_Available data_.
* * * * *

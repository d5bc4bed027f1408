//! RSS feed fetchers for CNBC, Yahoo News and the Financial Times.
//!
//! All three outlets publish RSS 2.0, so one [`RssFetcher`] handles them; the
//! per-outlet constructors only differ in feed URL and request headers.
//!
//! # Field Mapping
//!
//! | RSS | Story |
//! |-----|-------|
//! | `title` | `title` |
//! | `description` | `subhead` (tags stripped, absent when empty) |
//! | `link` | `url` |

use crate::engagement::EngagementModel;
use crate::error::FetchError;
use crate::models::{Source, Story};
use crate::scrapers::{NewsFetcher, PageLoader};
use async_trait::async_trait;
use itertools::Itertools;
use once_cell::sync::Lazy;
use quick_xml::de::from_str;
use regex::{Captures, Regex};
use serde::Deserialize;
use std::borrow::Cow;
use std::sync::Arc;
use tracing::{debug, info, instrument};

pub const CNBC_FEED_URL: &str = "https://www.cnbc.com/id/100003114/device/rss/rss.html";
pub const YAHOO_FEED_URL: &str = "https://www.yahoo.com/news/rss";
pub const FT_FEED_URL: &str = "https://www.ft.com/rss/markets";

const FT_USER_AGENT: &str = "Mozilla/5.0";

#[derive(Debug, Deserialize)]
struct Rss {
    channel: Channel,
}

#[derive(Debug, Deserialize)]
struct Channel {
    #[serde(rename = "item", default)]
    items: Vec<Item>,
}

#[derive(Debug, Deserialize)]
struct Item {
    title: Option<String>,
    link: Option<String>,
    description: Option<String>,
}

/// Fetches the newest items of one RSS feed.
pub struct RssFetcher {
    source: Source,
    url: String,
    user_agent: Option<&'static str>,
    loader: Arc<dyn PageLoader>,
    engagement: Arc<dyn EngagementModel>,
}

impl RssFetcher {
    pub fn new(
        source: Source,
        url: impl Into<String>,
        loader: Arc<dyn PageLoader>,
        engagement: Arc<dyn EngagementModel>,
    ) -> Self {
        Self {
            source,
            url: url.into(),
            user_agent: None,
            loader,
            engagement,
        }
    }

    pub fn with_user_agent(mut self, user_agent: &'static str) -> Self {
        self.user_agent = Some(user_agent);
        self
    }

    pub fn cnbc(loader: Arc<dyn PageLoader>, engagement: Arc<dyn EngagementModel>) -> Self {
        Self::new(Source::Cnbc, CNBC_FEED_URL, loader, engagement)
    }

    pub fn yahoo_news(loader: Arc<dyn PageLoader>, engagement: Arc<dyn EngagementModel>) -> Self {
        Self::new(Source::YahooNews, YAHOO_FEED_URL, loader, engagement)
    }

    pub fn financial_times(
        loader: Arc<dyn PageLoader>,
        engagement: Arc<dyn EngagementModel>,
    ) -> Self {
        Self::new(Source::FinancialTimes, FT_FEED_URL, loader, engagement)
            .with_user_agent(FT_USER_AGENT)
    }

    fn parse(&self, xml: &str, limit: usize) -> Result<Vec<Story>, FetchError> {
        let rss: Rss = from_str(&scrub_html_entities(xml)).map_err(|e| FetchError::Feed {
            url: self.url.clone(),
            message: e.to_string(),
        })?;

        let stories = rss
            .channel
            .items
            .into_iter()
            .take(limit)
            .filter_map(|item| {
                let title = item.title.map(|t| t.trim().to_string()).filter(|t| !t.is_empty())?;
                let url = item.link.map(|l| l.trim().to_string()).filter(|l| !l.is_empty())?;
                Some(Story {
                    source: self.source,
                    title,
                    subhead: item.description.as_deref().and_then(clean_summary),
                    url,
                    engagement: self.engagement.sample(),
                })
            })
            .collect();
        Ok(stories)
    }
}

#[async_trait]
impl NewsFetcher for RssFetcher {
    fn source(&self) -> Source {
        self.source
    }

    #[instrument(level = "info", skip(self), fields(source = %self.source, url = %self.url))]
    async fn fetch(&self, limit: usize) -> Result<Vec<Story>, FetchError> {
        let body = self.loader.load(&self.url, self.user_agent).await?;
        debug!(bytes = body.len(), "Downloaded feed");
        let stories = self.parse(&body, limit)?;
        if stories.is_empty() {
            info!("No stories found in feed");
        }
        Ok(stories)
    }
}

static BREAKS: Lazy<Regex> = Lazy::new(|| {
    Regex::new(r"(?i)<br\s*/?>|</(?:p|div|li|h[1-6])\s*>").expect("static regex")
});
static TAGS: Lazy<Regex> = Lazy::new(|| Regex::new(r"(?is)</?[^>]+>").expect("static regex"));
static NAMED_ENTITY: Lazy<Regex> =
    Lazy::new(|| Regex::new(r"&([A-Za-z][A-Za-z0-9]*);").expect("static regex"));

const XML_ENTITIES: [&str; 5] = ["amp", "lt", "gt", "quot", "apos"];

/// Strip markup from a feed summary and collapse its whitespace.
///
/// Line breaks and block ends separate words; inline tags vanish.
fn clean_summary(raw: &str) -> Option<String> {
    let text = BREAKS.replace_all(raw, " ");
    let text = TAGS.replace_all(&text, "");
    let collapsed = text.split_whitespace().join(" ");
    (!collapsed.is_empty()).then_some(collapsed)
}

/// Rewrite named HTML entities that XML does not define.
///
/// Known entities are decoded (and re-escaped when they decode to markup
/// characters); unknown ones are kept as literal text.
fn scrub_html_entities(xml: &str) -> Cow<'_, str> {
    NAMED_ENTITY.replace_all(xml, |caps: &Captures| {
        let (entity, name) = (&caps[0], &caps[1]);
        if XML_ENTITIES.contains(&name) {
            return entity.to_string();
        }
        let decoded = html_escape::decode_html_entities(entity);
        if decoded == entity {
            format!("&amp;{};", name)
        } else {
            html_escape::encode_safe(&decoded.replace('\u{a0}', " ")).into_owned()
        }
    })
}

* * * * *

_Description of the task_.
Without altering a single word, copy the listing above.

_Answer section_.
repository d5bc4bed027f1408
//! RSS feed fetchers for CNBC, Yahoo News and the Financial Times.
//!
//! All three outlets publish RSS 2.0, so one [`RssFetcher`] handles them; the
//! per-outlet constructors only differ in feed URL and request headers.
//!
//! # Field Mapping
//!
//! | RSS | Story |
//! |-----|-------|
//! | `title` | `title` |
//! | `description` | `subhead` (tags stripped, absent when empty) |
//! | `link` | `url` |

use crate::engagement::EngagementModel;
use crate::error::FetchError;
use crate::models::{Source, Story};
use crate::scrapers::{NewsFetcher, PageLoader};
use async_trait::async_trait;
use itertools::Itertools;
use once_cell::sync::Lazy;
use quick_xml::de::from_str;
use regex::{Captures, Regex};
use serde::Deserialize;
use std::borrow::Cow;
use std::sync::Arc;
use tracing::{debug, info, instrument};

pub const CNBC_FEED_URL: &str = "https://www.cnbc.com/id/100003114/device/rss/rss.html";
pub const YAHOO_FEED_URL: &str = "https://www.yahoo.com/news/rss";
pub const FT_FEED_URL: &str = "https://www.ft.com/rss/markets";

const FT_USER_AGENT: &str = "Mozilla/5.0";

#[derive(Debug, Deserialize)]
struct Rss {
    channel: Channel,
}

#[derive(Debug, Deserialize)]
struct Channel {
    #[serde(rename = "item", default)]
    items: Vec<Item>,
}

#[derive(Debug, Deserialize)]
struct Item {
    title: Option<String>,
    link: Option<String>,
    description: Option<String>,
}

/// Fetches the newest items of one RSS feed.
pub struct RssFetcher {
    source: Source,
    url: String,
    user_agent: Option<&'static str>,
    loader: Arc<dyn PageLoader>,
    engagement: Arc<dyn EngagementModel>,
}

impl RssFetcher {
    pub fn new(
        source: Source,
        url: impl Into<String>,
        loader: Arc<dyn PageLoader>,
        engagement: Arc<dyn EngagementModel>,
    ) -> Self {
        Self {
            source,
            url: url.into(),
            user_agent: None,
            loader,
            engagement,
        }
    }

    pub fn with_user_agent(mut self, user_agent: &'static str) -> Self {
        self.user_agent = Some(user_agent);
        self
    }

    pub fn cnbc(loader: Arc<dyn PageLoader>, engagement: Arc<dyn EngagementModel>) -> Self {
        Self::new(Source::Cnbc, CNBC_FEED_URL, loader, engagement)
    }

    pub fn yahoo_news(loader: Arc<dyn PageLoader>, engagement: Arc<dyn EngagementModel>) -> Self {
        Self::new(Source::YahooNews, YAHOO_FEED_URL, loader, engagement)
    }

    pub fn financial_times(
        loader: Arc<dyn PageLoader>,
        engagement: Arc<dyn EngagementModel>,
    ) -> Self {
        Self::new(Source::FinancialTimes, FT_FEED_URL, loader, engagement)
            .with_user_agent(FT_USER_AGENT)
    }

    fn parse(&self, xml: &str, limit: usize) -> Result<Vec<Story>, FetchError> {
        let rss: Rss = from_str(&scrub_html_entities(xml)).map_err(|e| FetchError::Feed {
            url: self.url.clone(),
            message: e.to_string(),
        })?;

        let stories = rss
            .channel
            .items
            .into_iter()
            .take(limit)
            .filter_map(|item| {
                let title = item.title.map(|t| t.trim().to_string()).filter(|t| !t.is_empty())?;
                let url = item.link.map(|l| l.trim().to_string()).filter(|l| !l.is_empty())?;
                Some(Story {
                    source: self.source,
                    title,
                    subhead: item.description.as_deref().and_then(clean_summary),
                    url,
                    engagement: self.engagement.sample(),
                })
            })
            .collect();
        Ok(stories)
    }
}

#[async_trait]
impl NewsFetcher for RssFetcher {
    fn source(&self) -> Source {
        self.source
    }

    #[instrument(level = "info", skip(self), fields(source = %self.source, url = %self.url))]
    async fn fetch(&self, limit: usize) -> Result<Vec<Story>, FetchError> {
        let body = self.loader.load(&self.url, self.user_agent).await?;
        debug!(bytes = body.len(), "Downloaded feed");
        let stories = self.parse(&body, limit)?;
        if stories.is_empty() {
            info!("No stories found in feed");
        }
        Ok(stories)
    }
}

static BREAKS: Lazy<Regex> = Lazy::new(|| {
    Regex::new(r"(?i)<br\s*/?>|</(?:p|div|li|h[1-6])\s*>").expect("static regex")
});
static TAGS: Lazy<Regex> = Lazy::new(|| Regex::new(r"(?is)</?[^>]+>").expect("static regex"));
static NAMED_ENTITY: Lazy<Regex> =
    Lazy::new(|| Regex::new(r"&([A-Za-z][A-Za-z0-9]*);").expect("static regex"));

const XML_ENTITIES: [&str; 5] = ["amp", "lt", "gt", "quot", "apos"];

/// Strip markup from a feed summary and collapse its whitespace.
///
/// Line breaks and block ends separate words; inline tags vanish.
fn clean_summary(raw: &str) -> Option<String> {
    let text = BREAKS.replace_all(raw, " ");
    let text = TAGS.replace_all(&text, "");
    let collapsed = text.split_whitespace().join(" ");
    (!collapsed.is_empty()).then_some(collapsed)
}

/// Rewrite named HTML entities that XML does not define.
///
/// Known entities are decoded (and re-escaped when they decode to markup
/// characters); unknown ones are kept as literal text.
fn scrub_html_entities(xml: &str) -> Cow<'_, str> {
    NAMED_ENTITY.replace_all(xml, |caps: &Captures| {
        let (entity, name) = (&caps[0], &caps[1]);
        if XML_ENTITIES.contains(&name) {
            return entity.to_string();
        }
        let decoded = html_escape::decode_html_entities(entity);
        if decoded == entity {
            format!("&amp;{};", name)
        } else {
            html_escape::encode_safe(&decoded.replace('\u{a0}', " ")).into_owned()
        }
    })
}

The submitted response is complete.